This was clearly in contradiction with the Lomé Convention between the EU and its former colonies in Africa, the Caribbean and the Pacific (ACP), which had been drawn up from a development policy perspective. A policy that recognised that trade can contribute to development. The fourth Lomé Convention was signed on 15 December 1989, and included a so-called Banana Protocol. The Banana Protocol gave special concessions to ACP countries. It said that no ACP country should, as a consequence of the establishment of the single European Market, be placed in a less favourable position with respect to banana exports to the EU.

World banana exports 1992
Ecuador 21%
Costa Rica 16%
Colombia 13%
Honduras 7%
Phillipines 5%
Guatemala 4%
World banana imports 1992
EU 44%
US 26%
Japan 10%
Significance of banana exports 1992
Banana exports as a % of total exports
St Lucia 56
St Vincent 55
Costa Rica 28
Honduras 25
Ecuador 22
Panama 18
Source: UNCTAD, Commodity Yearbook 1994
EU banana imports 1982 1993
Belgium/Luxemburg x  
Denmark x  
France
(incl. Guadeloupe & Martinique)
x  
Germany x  
Greece x  
Ireland x  
Italy x  
Netherlands x  
Portugal x  
Spain x  
Great Britain x  
Total EU banana imports: 1982 2371200 tons
1993 3601700 tons
The price of 1 kilo Chiquita bananas
Total price dutch guilders 3,60
producer 0,26
export costs 0,17
transport 0,45
gross profit 0,63
taxes 0,83
distribution 1,26
Source: Solidaridad, De gelekoorts, 1994. The Banana Regulation

The European Union's new banana policy, as laid down in Regulation 404/93, became effective on 1 July 1993. It seeks to combine two of the Community's objectives: creating an integrated market for bananas and ensuring access to that market for ACP and European suppliers. It involves a combination of tariffs and quotas. Community bananas form a special category.
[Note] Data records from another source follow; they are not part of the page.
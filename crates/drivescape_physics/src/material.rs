//! Physical material properties for collision response

use std::collections::HashMap;

/// Friction and restitution of a surface
#[derive(Clone, Copy, Debug, PartialEq)]
pub struct PhysicsMaterial {
    /// Friction coefficient (0.0 = ice, 1.0 = rubber)
    pub friction: f32,
    /// Restitution/bounciness (0.0 = no bounce, 1.0 = perfect bounce)
    pub restitution: f32,
}

impl Default for PhysicsMaterial {
    fn default() -> Self {
        Self {
            friction: 0.5,
            restitution: 0.0,
        }
    }
}

impl PhysicsMaterial {
    /// Generic props and buildings
    pub const DUMMY: Self = Self {
        friction: 0.5,
        restitution: 0.3,
    };

    /// Ground plane
    pub const FLOOR: Self = Self {
        friction: 0.05,
        restitution: 0.3,
    };

    /// Vehicle wheels
    pub const WHEEL: Self = Self {
        friction: 0.3,
        restitution: 0.0,
    };

    /// Values are clamped to the range [0.0, 1.0].
    pub fn new(friction: f32, restitution: f32) -> Self {
        Self {
            friction: friction.clamp(0.0, 1.0),
            restitution: restitution.clamp(0.0, 1.0),
        }
    }

    /// Geometric mean for friction, maximum for restitution
    pub fn combine(&self, other: &Self) -> Self {
        Self {
            friction: (self.friction * other.friction).sqrt(),
            restitution: self.restitution.max(other.restitution),
        }
    }
}

/// Named materials shared by everything that creates bodies
#[derive(Clone, Debug)]
pub struct MaterialRegistry {
    items: HashMap<String, PhysicsMaterial>,
}

impl Default for MaterialRegistry {
    fn default() -> Self {
        let mut registry = Self { items: HashMap::new() };
        registry.insert("dummy", PhysicsMaterial::DUMMY);
        registry.insert("floor", PhysicsMaterial::FLOOR);
        registry.insert("wheel", PhysicsMaterial::WHEEL);
        registry
    }
}

impl MaterialRegistry {
    pub fn insert(&mut self, name: impl Into<String>, material: PhysicsMaterial) {
        self.items.insert(name.into(), material);
    }

    pub fn get(&self, name: &str) -> Option<PhysicsMaterial> {
        self.items.get(name).copied()
    }

    /// Look up `name`, falling back to the default material
    pub fn get_or_default(&self, name: &str) -> PhysicsMaterial {
        self.get(name).unwrap_or_else(|| {
            log::warn!("Unknown physics material '{}', using default", name);
            PhysicsMaterial::default()
        })
    }

    pub fn contains(&self, name: &str) -> bool {
        self.items.contains_key(name)
    }
}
They are not subject to any customs duties, because they come from European territory and do not enter the Community anywhere. Yet, a ceiling has been placed on the import of Community bananas; imports exceeding the quota are subject to a levy. ACP bananas may be imported tariff-free up to a certain maximum. In this case, too, a levy of 750 ECU per tonne is imposed when the quota is exceeded. Community bananas were assigned a quota of 854,000 tonnes, whereas the ACP quota was established at 857,700 tonnes.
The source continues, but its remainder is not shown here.